Lawyer Charged With Tax Fraud

David Eagan acknowledged 2010 mistake, but said it has been rectified
David Eagan, photographed last March near his property in Wainscott T.E. McMorrow

     David E. Eagan, an East Hampton attorney and the president of the Wainscott School Board, was arraigned on Feb. 28 on a charge of criminal tax fraud in East Hampton Town Justice Court. A state auditor said he failed to file New York State income tax returns in 2010.

     Mr. Eagan is a senior partner in the firm Eagan and Matthews, which represents the East Hampton Town Trustees and has represented East Hampton Town in a number of lawsuits. He entered a denial to the class E felony, which carries a maximum sentence of up to four years in prison, and Justice Steven Tekulsky released him on his own recognizance.

     Reached Thursday, Mr. Eagan acknowledged not filing his taxes, but said it was a mistake that he had already rectified. "This is a private matter. It has nothing to do with my clients or my firm," or the school board, he said.

     "Mr. Eagan is a prominent local lawyer with an impeccable reputation," his attorney, Anthony M. LaPinta, said on Friday. "We will resolve these charges fairly and expeditiously.
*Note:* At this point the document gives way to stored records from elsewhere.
//! HTTP backend configuration

use serde::{Deserialize, Serialize};
use std::collections::HashMap;
use std::time::Duration;
use tether_core::{TetherError, TetherResult};

/// Endpoint paths, relative to `base_url`
///
/// `{session_id}` and `{permission_id}` placeholders are substituted per
/// call after percent-encoding.
#[derive(Debug, Clone, PartialEq, Eq, Serialize, Deserialize)]
#[serde(default)]
pub struct EndpointTemplates {
    pub events: String,
    pub message: String,
    pub cancel: String,
    pub grant_permission: String,
    pub deny_permission: String,
}

impl Default for EndpointTemplates {
    fn default() -> Self {
        Self {
            events: "/sessions/{session_id}/events".to_string(),
            message: "/sessions/{session_id}/messages".to_string(),
            cancel: "/sessions/{session_id}/cancel".to_string(),
            grant_permission: "/permissions/{permission_id}/grant".to_string(),
            deny_permission: "/permissions/{permission_id}/deny".to_string(),
        }
    }
}

/// Settings for [`HttpBackend`](crate::HttpBackend)
#[derive(Debug, Clone, PartialEq, Serialize, Deserialize)]
#[serde(default)]
pub struct HttpBackendConfig {
    pub base_url: String,
    pub endpoints: EndpointTemplates,
    /// Timeout for request/response calls; the event stream has none
    #[serde(with = "humantime_serde")]
    pub request_timeout: Duration,
    #[serde(with = "humantime_serde")]
    pub connect_timeout: Duration,
    /// Sent as a bearer token when set
    pub api_key: Option<String>,
    /// Extra headers sent on every request
    pub headers: HashMap<String, String>,
}

impl Default for HttpBackendConfig {
    fn default() -> Self {
        Self {
            base_url: "http://127.0.0.1:8080".to_string(),
            endpoints: EndpointTemplates::default(),
            request_timeout: Duration::from_secs(30),
            connect_timeout: Duration::from_secs(10),
            api_key: None,
            headers: HashMap::new(),
        }
    }
}

impl HttpBackendConfig {
    pub fn new(base_url: impl Into<String>) -> Self {
        Self {
            base_url: base_url.into(),
            ..Default::default()
        }
    }

    pub fn with_api_key(mut self, api_key: impl Into<String>) -> Self {
        self.api_key = Some(api_key.into());
        self
    }

    pub fn with_header(mut self, name: impl Into<String>, value: impl Into<String>) -> Self {
        self.headers.insert(name.into(), value.into());
        self
    }

    pub fn with_request_timeout(mut self, timeout: Duration) -> Self {
        self.request_timeout = timeout;
        self
    }

    pub fn validate(&self) -> TetherResult<()> {
        let base = self.base_url.trim();
        if !(base.starts_with("http://") || base.starts_with("https://")) {
            return Err(TetherError::config_with_context(
                format!("base_url must be an http(s) URL, got '{}'", self.base_url),
                "http.base_url",
            ));
        }
        if self.request_timeout.is_zero() {
            return Err(TetherError::config_with_context(
                "request_timeout must be greater than zero",
                "http.request_timeout",
            ));
        }
        Ok(())
    }

    /// Absolute URL for a template with its placeholder filled in
    pub fn url(&self, template: &str, placeholder: &str, value: &str) -> String {
        let path = template.replace(&format!("{{{}}}", placeholder), &encode_segment(value));
        format!(
            "{}/{}",
            self.base_url.trim_end_matches('/'),
            path.trim_start_matches('/')
        )
    }

    pub fn events_url(&self, session_id: &str) -> String {
        self.url(&self.endpoints.events, "session_id", session_id)
    }

    pub fn message_url(&self, session_id: &str) -> String {
        self.url(&self.endpoints.message, "session_id", session_id)
    }

    pub fn cancel_url(&self, session_id: &str) -> String {
        self.url(&self.endpoints.cancel, "session_id", session_id)
    }

    pub fn grant_url(&self, permission_id: &str) -> String {
        self.url(&self.endpoints.grant_permission, "permission_id", permission_id)
    }

    pub fn deny_url(&self, permission_id: &str) -> String {
        self.url(&self.endpoints.deny_permission, "permission_id", permission_id)
    }
}

/// Percent-encode everything outside the RFC 3986 unreserved set
fn encode_segment(value: &str) -> String {
    let mut out = String::with_capacity(value.len());
    for byte in value.bytes() {
        match byte {
            b'A'..=b'Z' | b'a'..=b'z' | b'0'..=b'9' | b'-' | b'.' | b'_' | b'~' => {
                out.push(byte as char)
            }
            _ => out.push_str(&format!("%{:02X}", byte)),
        }
    }
    out
}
     According to his firm’s website, Martindale Hubbell, often called the lawyer’s bible, has awarded him its highest rating for legal competency and professional reliability every year since 1997.

     Although Mr. Eagan declined to discuss specifics, court documents allege that he failed to report $310,000 in earnings to the New York State Department of Taxation and Finance, which resulted in a tax liability totaling $17,620, after allowances and deductions were credited in an audit.
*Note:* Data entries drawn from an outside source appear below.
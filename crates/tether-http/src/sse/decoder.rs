//! Server-Sent Events (SSE) frame decoder
//!
//! This module provides a buffered SSE parser that handles:
//! - Multi-line data fields
//! - Per-frame event ids and the last-event-id cursor
//! - Comment lines used as keep-alives
//! - Incomplete frames and UTF-8 sequences split across network chunks

/// A decoded SSE frame
#[derive(Debug, Clone, PartialEq)]
pub struct SseEvent {
    /// Value of the `event:` field; `None` means the default `message` type
    pub event_type: Option<String>,
    /// All `data:` lines joined with `\n`
    pub data: String,
    /// Value of the `id:` field, when this frame carried one
    pub id: Option<String>,
    /// Reconnection time requested by the server, in milliseconds
    pub retry_ms: Option<u64>,
}

impl SseEvent {
    pub fn new(data: impl Into<String>) -> Self {
        Self {
            event_type: None,
            data: data.into(),
            id: None,
            retry_ms: None,
        }
    }

    pub fn with_type(event_type: impl Into<String>, data: impl Into<String>) -> Self {
        Self {
            event_type: Some(event_type.into()),
            ..Self::new(data)
        }
    }

    /// Event type with the SSE default applied
    pub fn kind(&self) -> &str {
        self.event_type.as_deref().unwrap_or("message")
    }
}

/// Buffered SSE decoder that handles partial chunks
///
/// Frames are separated by a blank line. `\r\n` line endings are folded to
/// `\n` before framing, so mixed endings within one stream are fine.
#[derive(Debug, Default)]
pub struct SseDecoder {
    /// Decoded text not yet terminated by a blank line
    buffer: String,
    /// Trailing bytes of a UTF-8 sequence cut by the chunk boundary
    incomplete_utf8: Vec<u8>,
    /// Last event id buffer; an empty `id:` resets it
    last_id: Option<String>,
}

impl SseDecoder {
    pub fn new() -> Self {
        Self::default()
    }

    /// Feed raw bytes and return every frame completed by them
    pub fn feed(&mut self, chunk: &[u8]) -> Vec<SseEvent> {
        let bytes = if self.incomplete_utf8.is_empty() {
            chunk.to_vec()
        } else {
            let mut combined = std::mem::take(&mut self.incomplete_utf8);
            combined.extend_from_slice(chunk);
            combined
        };

        let (text, remainder) = decode_utf8_with_remainder(&bytes);
        self.incomplete_utf8 = remainder;
        self.buffer.push_str(&text);
        if self.buffer.contains("\r\n") {
            self.buffer = self.buffer.replace("\r\n", "\n");
        }

        let mut events = Vec::new();
        while let Some(end) = self.buffer.find("\n\n") {
            let frame: String = self.buffer.drain(..end + 2).collect();
            if let Some(event) = self.parse_frame(&frame) {
                events.push(event);
            }
        }
        events
    }

    /// Dispatch a final frame left unterminated when the stream closed
    pub fn finish(&mut self) -> Option<SseEvent> {
        if !self.incomplete_utf8.is_empty() {
            tracing::warn!(
                bytes = self.incomplete_utf8.len(),
                "dropping incomplete UTF-8 sequence at end of stream"
            );
            self.incomplete_utf8.clear();
        }
        let frame = std::mem::take(&mut self.buffer);
        if frame.trim().is_empty() {
            return None;
        }
        self.parse_frame(&frame)
    }

    fn parse_frame(&mut self, frame: &str) -> Option<SseEvent> {
        let mut event_type: Option<String> = None;
        let mut data_lines: Vec<&str> = Vec::new();
        let mut retry_ms = None;
        let mut id = None;

        for line in frame.lines() {
            if line.is_empty() || line.starts_with(':') {
                continue;
            }
            let (field, value) = match line.split_once(':') {
                Some((field, value)) => (field, value.strip_prefix(' ').unwrap_or(value)),
                None => (line, ""),
            };
            match field {
                "event" => event_type = Some(value.trim().to_string()),
                "data" => data_lines.push(value),
                "id" => {
                    // An id containing NUL is ignored by the format
                    if !value.contains('\0') {
                        let value = value.trim();
                        self.last_id = (!value.is_empty()).then(|| value.to_string());
                        id = self.last_id.clone();
                    }
                }
                "retry" => retry_ms = value.trim().parse().ok(),
                _ => {}
            }
        }

        if data_lines.is_empty() {
            return None;
        }

        Some(SseEvent {
            event_type: event_type.filter(|t| !t.is_empty()),
            data: data_lines.join("\n"),
            id,
            retry_ms,
        })
    }

    /// Id of the last frame that carried one
    pub fn last_event_id(&self) -> Option<&str> {
        self.last_id.as_deref()
    }

    pub fn clear(&mut self) {
        self.buffer.clear();
        self.incomplete_utf8.clear();
    }

    pub fn has_remaining(&self) -> bool {
        !self.buffer.is_empty() || !self.incomplete_utf8.is_empty()
    }

    pub fn incomplete_utf8_len(&self) -> usize {
        self.incomplete_utf8.len()
    }
}

/// Split bytes into decoded text and an incomplete trailing sequence
///
/// Invalid bytes in the middle are replaced with U+FFFD; only a sequence cut
/// off by the end of the chunk is held back.
fn decode_utf8_with_remainder(bytes: &[u8]) -> (String, Vec<u8>) {
    match std::str::from_utf8(bytes) {
        Ok(text) => (text.to_string(), Vec::new()),
        Err(e) => {
            let valid_up_to = e.valid_up_to();
            let mut text = String::from_utf8_lossy(&bytes[..valid_up_to]).into_owned();
            match e.error_len() {
                None => (text, bytes[valid_up_to..].to_vec()),
                Some(len) => {
                    tracing::warn!(position = valid_up_to, "invalid UTF-8 in event stream");
                    text.push(char::REPLACEMENT_CHARACTER);
                    let (rest, remainder) = decode_utf8_with_remainder(&bytes[valid_up_to + len..]);
                    text.push_str(&rest);
                    (text, remainder)
                }
            }
        }
    }
}

#[cfg(test)]
mod tests {
    use super::*;

    #[test]
    fn test_simple_event() {
        let mut decoder = SseDecoder::new();
        let events = decoder.feed(b"data: {\"content\": \"hello\"}\n\n");

        assert_eq!(events.len(), 1);
        assert_eq!(events[0].data, "{\"content\": \"hello\"}");
        assert_eq!(events[0].kind(), "message");
    }

    #[test]
    fn test_event_with_type_and_id() {
        let mut decoder = SseDecoder::new();
        let events = decoder.feed(b"id: 41\nevent: thinking\ndata: {}\n\n");

        assert_eq!(events[0].event_type.as_deref(), Some("thinking"));
        assert_eq!(events[0].id.as_deref(), Some("41"));
        assert_eq!(decoder.last_event_id(), Some("41"));
    }

    #[test]
    fn test_id_is_per_frame_and_cursor_persists() {
        let mut decoder = SseDecoder::new();
        let events = decoder.feed(b"id: 7\ndata: a\n\ndata: b\n\n");

        assert_eq!(events.len(), 2);
        assert_eq!(events[0].id.as_deref(), Some("7"));
        assert_eq!(events[1].id, None);
        assert_eq!(decoder.last_event_id(), Some("7"));

        let events = decoder.feed(b"id:\ndata: c\n\n");
        assert_eq!(events[0].id, None);
        assert_eq!(decoder.last_event_id(), None);
    }

    #[test]
    fn test_partial_chunks() {
        let mut decoder = SseDecoder::new();
        assert!(decoder.feed(b"event: content\ndata: {\"con").is_empty());

        let events = decoder.feed(b"tent\": \"x\"}\n\n");
        assert_eq!(events.len(), 1);
        assert_eq!(events[0].event_type.as_deref(), Some("content"));
        assert_eq!(events[0].data, "{\"content\": \"x\"}");
    }

    #[test]
    fn test_multi_line_data() {
        let mut decoder = SseDecoder::new();
        let events = decoder.feed(b"data: line1\ndata: line2\ndata:line3\n\n");
        assert_eq!(events[0].data, "line1\nline2\nline3");
    }

    #[test]
    fn test_comments_and_dataless_frames_are_skipped() {
        let mut decoder = SseDecoder::new();
        let events = decoder.feed(b": keep-alive\n\nevent: heartbeat\n\nretry: 3000\ndata: x\n\n");

        assert_eq!(events.len(), 1);
        assert_eq!(events[0].retry_ms, Some(3000));
    }

    #[test]
    fn test_mixed_line_endings_split_across_chunks() {
        let mut decoder = SseDecoder::new();
        assert!(decoder.feed(b"event: complete\r\ndata: {}\r").is_empty());
        let events = decoder.feed(b"\n\r\ndata: next\n\n");

        assert_eq!(events.len(), 2);
        assert_eq!(events[0].event_type.as_deref(), Some("complete"));
        assert_eq!(events[1].data, "next");
    }

    #[test]
    fn test_finish_flushes_unterminated_frame() {
        let mut decoder = SseDecoder::new();
        assert!(decoder.feed(b"event: complete\ndata: {}").is_empty());
        let event = decoder.finish().unwrap();
        assert_eq!(event.event_type.as_deref(), Some("complete"));
        assert!(!decoder.has_remaining());
        assert!(decoder.finish().is_none());
    }

    #[test]
    fn test_utf8_split_across_chunks() {
        // "é" is C3 A9
        let mut decoder = SseDecoder::new();
        assert!(decoder.feed(b"data: caf\xC3").is_empty());
        assert_eq!(decoder.incomplete_utf8_len(), 1);

        let events = decoder.feed(b"\xA9\n\n");
        assert_eq!(events[0].data, "café");
        assert_eq!(decoder.incomplete_utf8_len(), 0);
    }

    #[test]
    fn test_utf8_4byte_split_over_many_chunks() {
        // U+1F389 is F0 9F 8E 89
        let mut decoder = SseDecoder::new();
        decoder.feed(b"data: \xF0");
        decoder.feed(b"\x9F");
        decoder.feed(b"\x8E");
        assert_eq!(decoder.incomplete_utf8_len(), 3);

        let events = decoder.feed(b"\x89\n\n");
        assert_eq!(events[0].data, "\u{1F389}");
    }

    #[test]
    fn test_invalid_utf8_is_replaced() {
        let mut decoder = SseDecoder::new();
        let events = decoder.feed(b"data: a\xFFb\n\n");
        assert_eq!(events[0].data, "a\u{FFFD}b");
    }

    #[test]
    fn test_clear_resets_buffers() {
        let mut decoder = SseDecoder::new();
        decoder.feed(b"data: \xE4\xB8");
        assert!(decoder.has_remaining());
        decoder.clear();
        assert!(!decoder.has_remaining());
    }
}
     "I've paid it all back — the penalties too. This is just cleanup," Mr. Eagan said. Asked why he was arrested, he said, "It's so out of proportion. . . . It sounds much more than it is."

     Bibi Hoosein, the state tax auditor and a licensed certified public accountant, gave a sworn statement to Detective Investigator Joseph Miceli of the Suffolk County District Attorney’s office on Feb. 27 after analyzing tax documents.

     "Additionally, I noted that in other tax years, which range from 2002 to 2011, Eagan and McCaffrey failed to file New York State Income Tax refunds when taxable income was being earned," the auditor's statement said. "This additional activity is not being addressed in this statement. . . ."

     The auditor added that "without further business records, I am unable to conclude if Mary Ann McCaffrey would have personal income tax liability, especially when considering that her filing status for those years is unknown." Ms. McCaffrey is Mr. Eagan's wife.

     Suffolk County police arrested Mr. Eagan at his Sayre's Path house on the morning of Feb. 28. The District Attorney’s Economic Crimes Bureau tax unit handles such matters, according to Robert Clifford, a spokesman for the D.A.'s office. The State Department of Taxation and Finance did not immediately return calls seeking comment.

     Mr. Eagan represents the East Hampton Town Trustees in two lawsuits involving revetments, including the trustees’ claim to ownership of the beach in front of 11 West End Road, where Mollie Zweig is attempting to build a rock revetment that the trustees oppose. He has represented the town in several other suits, as well.

     Mr. Eagan, who has been practicing law since 1983, was a founding partner of MacLachlan and Eagan in 2005. After John MacLachlan left the area, he established Eagan and Matthews in the same Pantigo Road office. The firm's focus is on real estate, land use, zoning, environmental matters, trusts and estates, and equine matters. He and his wife run Kilmore Farm in Wainscott, a horse farm.

     Since 2006, he has served on the Wainscott School Board, and has been its president for the past year. In recent months, the school district was criticized after a state audit found a $2.4 million surplus, totaling 68 percent of its current budget and more than 17 times the amount allowed by law. An audit conducted by the office of the state comptroller revealed, in late December, that the district had consistently overestimated expenses and underestimated revenues dating back to 2007, during which time the property tax levy increased by $325,000.

     Mr. Eagan took issue with the state's findings, telling The Star that the district had a five-year plan to reduce both surplus and taxes. He called the state law limiting the amount of surplus to no more than 4 percent of a budget "arbitrary," and said it did not work for a small district such as Wainscott, whose school runs only from kindergarten through third grade.

     Before coming to East Hampton, Mr. Eagan practiced in Manhattan for 22 years. According to his firm’s website, he was a partner at Fulbright and Jaworski and at Battle Fowler.

     Mr. Eagan is due back in Justice Court on April 10.